WFIRM Scientists Work to Establish Measurement Standards for Bioinks

Bioinks, which are used to print complex tissues, are substances made of living cells. Naturally-derived hydrogel materials are commonly used as bioink materials due to their biological and physical properties. Wake Forest Institute of Regenerative Medicine (WFIRM) scientists are working to create a universal bioink to apply advanced manufacturing to regenerative medicine which is needed to speed up the availability of replacement tissues and organs to patients. 

“A lot of work is being done to improve the bioinks, but the current problem is there are no standards or quantitative comparison for their printability,” said WFIRM associate professor Sang Jin Lee, Ph.D., who is senior author of the study, published in the journal Biofabrication. “This study establishes a quantitative approach to measure bioink printability.”

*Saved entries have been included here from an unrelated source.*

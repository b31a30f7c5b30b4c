use parking_lot::Mutex;
use std::future::Future;
use std::sync::atomic::{AtomicBool, Ordering};
use std::sync::Arc;
use std::time::Duration;
use tokio::sync::Notify;
use tokio::task::JoinHandle;
use tracing::{debug, error};

/// Laço periódico cooperativo em background.
///
/// `stop` sinaliza o laço, aguarda a task terminar e trata o cancelamento como
/// saída limpa. O laço também termina quando o `tick` retorna `false`.
pub struct PeriodicTask {
    name: &'static str,
    current: Mutex<Option<RunningLoop>>,
}

// cada execução tem sua própria flag: um laço antigo terminando não derruba o novo
struct RunningLoop {
    handle: JoinHandle<()>,
    shutdown: Arc<Notify>,
    running: Arc<AtomicBool>,
}

impl PeriodicTask {
    pub fn new(name: &'static str) -> Self {
        Self {
            name,
            current: Mutex::new(None),
        }
    }

    /// Inicia o laço; retorna `false` se já estava rodando
    pub fn start<F, Fut>(&self, interval: Duration, mut tick: F) -> bool
    where
        F: FnMut() -> Fut + Send + 'static,
        Fut: Future<Output = bool> + Send + 'static,
    {
        let mut current = self.current.lock();
        if current.as_ref().is_some_and(|run| run.running.load(Ordering::SeqCst)) {
            return false;
        }

        let running = Arc::new(AtomicBool::new(true));
        let flag = running.clone();
        let shutdown = Arc::new(Notify::new());
        let signal = shutdown.clone();
        let name = self.name;

        let handle = tokio::spawn(async move {
            debug!(task = name, interval_ms = interval.as_millis() as u64, "tarefa periódica iniciada");
            loop {
                tokio::select! {
                    _ = signal.notified() => break,
                    _ = tokio::time::sleep(interval) => {}
                }
                if !flag.load(Ordering::SeqCst) || !tick().await {
                    break;
                }
            }
            flag.store(false, Ordering::SeqCst);
            debug!(task = name, "tarefa periódica encerrada");
        });

        *current = Some(RunningLoop {
            handle,
            shutdown,
            running,
        });
        true
    }

    pub fn is_running(&self) -> bool {
        self.current
            .lock()
            .as_ref()
            .is_some_and(|run| run.running.load(Ordering::SeqCst))
    }

    /// Para o laço e aguarda sua conclusão
    pub async fn stop(&self) {
        let current = self.current.lock().take();
        if let Some(RunningLoop {
            handle,
            shutdown,
            running,
        }) = current
        {
            running.store(false, Ordering::SeqCst);
            // notify_one guarda a permissão se o laço estiver no meio de um tick
            shutdown.notify_one();
            if let Err(e) = handle.await {
                if e.is_panic() {
                    error!(task = self.name, "tarefa periódica terminou com panic: {}", e);
                }
            }
        }
    }
}

impl Drop for PeriodicTask {
    fn drop(&mut self) {
        if let Some(current) = self.current.get_mut().as_ref() {
            current.running.store(false, Ordering::SeqCst);
            current.shutdown.notify_one();
        }
    }
}
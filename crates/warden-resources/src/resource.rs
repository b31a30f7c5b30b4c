use chrono::{DateTime, Utc};
use futures::future::BoxFuture;
use futures::FutureExt;
use parking_lot::Mutex;
use serde::{Deserialize, Serialize};
use std::any::Any;
use std::future::Future;
use std::panic::AssertUnwindSafe;
use std::sync::Arc;
use std::time::Duration;
use tokio::time::Instant;
use warden_core::{Error, Result};

/// Tipo de recurso gerenciado
#[derive(Debug, Clone, Copy, PartialEq, Eq, Hash, Serialize, Deserialize)]
#[serde(rename_all = "snake_case")]
pub enum ResourceType {
    DbConnection,
    Session,
    FileHandle,
    Buffer,
    ThreadPool,
}

impl ResourceType {
    pub fn as_str(&self) -> &'static str {
        match self {
            ResourceType::DbConnection => "db_connection",
            ResourceType::Session => "session",
            ResourceType::FileHandle => "file_handle",
            ResourceType::Buffer => "buffer",
            ResourceType::ThreadPool => "thread_pool",
        }
    }
}

/// Estado do ciclo de vida: `Registered -> InUse -> Registered -> Closed`
#[derive(Debug, Clone, Copy, PartialEq, Eq, Serialize)]
#[serde(rename_all = "snake_case")]
pub enum ResourceState {
    Registered,
    InUse,
    Closed,
}

/// Função de limpeza executada uma única vez quando o recurso é encerrado
pub type CleanupFn = Box<dyn FnOnce() -> BoxFuture<'static, anyhow::Result<()>> + Send + Sync>;

/// Empacota uma limpeza assíncrona
pub fn cleanup_fn<F, Fut>(cleanup: F) -> CleanupFn
where
    F: FnOnce() -> Fut + Send + Sync + 'static,
    Fut: Future<Output = anyhow::Result<()>> + Send + 'static,
{
    Box::new(move || Box::pin(cleanup()) as BoxFuture<'static, anyhow::Result<()>>)
}

/// Empacota uma limpeza síncrona
pub fn sync_cleanup<F>(cleanup: F) -> CleanupFn
where
    F: FnOnce() -> anyhow::Result<()> + Send + Sync + 'static,
{
    Box::new(move || Box::pin(async move { cleanup() }) as BoxFuture<'static, anyhow::Result<()>>)
}

struct Lifecycle {
    state: ResourceState,
    last_used: Instant,
    use_count: u64,
    active_uses: usize,
}

/// Recurso externo rastreado com metadados de idade e uso
pub struct ManagedResource {
    id: String,
    resource_type: ResourceType,
    handle: Arc<dyn Any + Send + Sync>,
    cleanup: Mutex<Option<CleanupFn>>,
    created_at: Instant,
    registered_at: DateTime<Utc>,
    lifecycle: Mutex<Lifecycle>,
}

/// Visão serializável de um recurso
#[derive(Debug, Clone, Serialize)]
pub struct ResourceInfo {
    pub id: String,
    pub resource_type: ResourceType,
    pub state: ResourceState,
    pub registered_at: DateTime<Utc>,
    pub age_secs: f64,
    pub idle_secs: f64,
    pub use_count: u64,
}

impl ManagedResource {
    pub(crate) fn new(
        id: String,
        handle: Arc<dyn Any + Send + Sync>,
        resource_type: ResourceType,
        cleanup: Option<CleanupFn>,
    ) -> Self {
        let now = Instant::now();
        Self {
            id,
            resource_type,
            handle,
            cleanup: Mutex::new(cleanup),
            created_at: now,
            registered_at: Utc::now(),
            lifecycle: Mutex::new(Lifecycle {
                state: ResourceState::Registered,
                last_used: now,
                use_count: 0,
                active_uses: 0,
            }),
        }
    }

    pub fn id(&self) -> &str {
        &self.id
    }

    pub fn resource_type(&self) -> ResourceType {
        self.resource_type
    }

    pub fn state(&self) -> ResourceState {
        self.lifecycle.lock().state
    }

    pub fn is_closed(&self) -> bool {
        self.state() == ResourceState::Closed
    }

    pub fn is_in_use(&self) -> bool {
        self.lifecycle.lock().active_uses > 0
    }

    pub fn use_count(&self) -> u64 {
        self.lifecycle.lock().use_count
    }

    pub fn age(&self) -> Duration {
        self.created_at.elapsed()
    }

    /// Tempo desde o último uso; zero enquanto estiver em uso
    pub fn idle_time(&self) -> Duration {
        let lifecycle = self.lifecycle.lock();
        if lifecycle.active_uses > 0 {
            Duration::ZERO
        } else {
            lifecycle.last_used.elapsed()
        }
    }

    /// Marca o recurso como em uso e devolve um guard com acesso ao handle.
    ///
    /// Falha com [`Error::ResourceClosed`] depois do encerramento.
    pub fn acquire(self: &Arc<Self>) -> Result<ResourceGuard> {
        let mut lifecycle = self.lifecycle.lock();
        if lifecycle.state == ResourceState::Closed {
            return Err(Error::ResourceClosed(self.id.clone()));
        }
        lifecycle.state = ResourceState::InUse;
        lifecycle.active_uses += 1;
        lifecycle.use_count += 1;
        lifecycle.last_used = Instant::now();

        Ok(ResourceGuard {
            resource: Arc::clone(self),
        })
    }

    pub fn info(&self) -> ResourceInfo {
        let lifecycle = self.lifecycle.lock();
        ResourceInfo {
            id: self.id.clone(),
            resource_type: self.resource_type,
            state: lifecycle.state,
            registered_at: self.registered_at,
            age_secs: self.created_at.elapsed().as_secs_f64(),
            idle_secs: if lifecycle.active_uses > 0 {
                0.0
            } else {
                lifecycle.last_used.elapsed().as_secs_f64()
            },
            use_count: lifecycle.use_count,
        }
    }

    /// Encerra o recurso e executa a limpeza no máximo uma vez.
    ///
    /// Retorna `Ok(false)` se já estava encerrado. Erros e panics da função de
    /// limpeza viram `Err`; o recurso fica encerrado de qualquer forma.
    pub(crate) async fn close(&self) -> anyhow::Result<bool> {
        let cleanup = {
            let mut lifecycle = self.lifecycle.lock();
            if lifecycle.state == ResourceState::Closed {
                return Ok(false);
            }
            lifecycle.state = ResourceState::Closed;
            self.cleanup.lock().take()
        };

        if let Some(cleanup) = cleanup {
            match AssertUnwindSafe(async move { cleanup().await }).catch_unwind().await {
                Ok(result) => result?,
                Err(_) => anyhow::bail!("limpeza do recurso {} entrou em panic", self.id),
            }
        }
        Ok(true)
    }

    fn release(&self) {
        let mut lifecycle = self.lifecycle.lock();
        lifecycle.active_uses = lifecycle.active_uses.saturating_sub(1);
        lifecycle.last_used = Instant::now();
        if lifecycle.active_uses == 0 && lifecycle.state == ResourceState::InUse {
            lifecycle.state = ResourceState::Registered;
        }
    }
}

impl std::fmt::Debug for ManagedResource {
    fn fmt(&self, f: &mut std::fmt::Formatter<'_>) -> std::fmt::Result {
        f.debug_struct("ManagedResource")
            .field("id", &self.id)
            .field("resource_type", &self.resource_type)
            .field("state", &self.state())
            .finish()
    }
}

/// Uso ativo de um recurso; devolve o recurso a `Registered` no drop
pub struct ResourceGuard {
    resource: Arc<ManagedResource>,
}

impl ResourceGuard {
    pub fn id(&self) -> &str {
        self.resource.id()
    }

    /// Acesso tipado ao handle registrado
    pub fn downcast_ref<T: Any>(&self) -> Option<&T> {
        self.resource.handle.downcast_ref::<T>()
    }

    pub fn resource(&self) -> &Arc<ManagedResource> {
        &self.resource
    }
}

impl Drop for ResourceGuard {
    fn drop(&mut self) {
        self.resource.release();
    }
}

#[cfg(test)]
mod tests {
    use super::*;
    use std::sync::atomic::{AtomicUsize, Ordering};

    fn resource(cleanup: Option<CleanupFn>) -> Arc<ManagedResource> {
        Arc::new(ManagedResource::new(
            "r1".into(),
            Arc::new(String::from("handle")),
            ResourceType::Session,
            cleanup,
        ))
    }

    #[tokio::test]
    async fn state_machine_follows_guard_lifetime() {
        let res = resource(None);
        assert_eq!(res.state(), ResourceState::Registered);

        {
            let guard = res.acquire().unwrap();
            assert_eq!(res.state(), ResourceState::InUse);
            assert_eq!(guard.downcast_ref::<String>().map(String::as_str), Some("handle"));
            assert!(guard.downcast_ref::<u32>().is_none());
        }
        assert_eq!(res.state(), ResourceState::Registered);
        assert_eq!(res.use_count(), 1);

        assert!(res.close().await.unwrap());
        assert_eq!(res.state(), ResourceState::Closed);
        assert!(matches!(res.acquire(), Err(Error::ResourceClosed(id)) if id == "r1"));
    }

    #[tokio::test]
    async fn close_runs_cleanup_once() {
        let calls = Arc::new(AtomicUsize::new(0));
        let counter = calls.clone();
        let res = resource(Some(sync_cleanup(move || {
            counter.fetch_add(1, Ordering::SeqCst);
            Ok(())
        })));

        assert!(res.close().await.unwrap());
        assert!(!res.close().await.unwrap());
        assert_eq!(calls.load(Ordering::SeqCst), 1);
    }

    #[tokio::test]
    async fn panicking_cleanup_becomes_error() {
        let res = resource(Some(cleanup_fn(|| async {
            if true {
                panic!("boom");
            }
            Ok(())
        })));
        assert!(res.close().await.is_err());
        assert!(res.is_closed());
    }

    #[tokio::test(start_paused = true)]
    async fn idle_time_is_zero_while_in_use() {
        let res = resource(None);
        let guard = res.acquire().unwrap();
        tokio::time::advance(Duration::from_secs(10)).await;
        assert_eq!(res.idle_time(), Duration::ZERO);
        drop(guard);
        tokio::time::advance(Duration::from_secs(5)).await;
        assert_eq!(res.idle_time(), Duration::from_secs(5));
        assert_eq!(res.age(), Duration::from_secs(15));
    }
}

For this study, the solid and fluid characteristics of two commonly used bioink materials -- gelatin and alginate – were studied. They were mixed at various concentrations to obtain hydrogel formulations with a wide range of properties. 

Lee leads the bioprinting team at WFIRM that worked to develop a framework for evaluating bioink printability with three measures: extrudability – how much pressure does it take to extrude the bioink at a given flow rate – so the less pressure required, the better extrudability; extrusion uniformity – extrusion lines can either be uniform or have a bumpy architecture which reduces the resolution; and structural integrity – a tube shape was printed and measured. 

“We found the printability window that delivered good uniformity and structural integrity,” said Gregory Gillespie, a Ph.D. student in biomedical engineering at Wake Forest University who is a co-author on the paper. 

In addition to the characterization of a common bioink, the methodology introduced in this paper could also be used to evaluate the printability of other bioinks in the future, he added. 

“If we are going to scale up to reach the patient population, we need better bioinks and we need ways to compare them to each other,” Lee said. 

The authors declare no competing interests. Study funding was provided through a five-year, $10 million grant to apply advanced manufacturing to regenerative medicine awarded to the RegenMed Development Organization, a non-profit dedicated to advancing regenerative manufacturing. The funding was awarded through a public-private partnership that involves the U.S. Army Medical Research and Materiel Command and the Medical Technology Enterprise Consortium (MTEC).

Co-authors include: co-author Teng Gao, Ph.D., a WFIRM Summer Scholar from 2015; Joshua S. Copus, a graduate student researcher; Anil Kumar Pallickaveedu Rajan Asari, Ph.D., visiting clinician; Young-Joon Seol, former postdoctoral researcher; James Yoo, M.D., Ph.D., and Anthony Atala, M.D., all of WFIRM.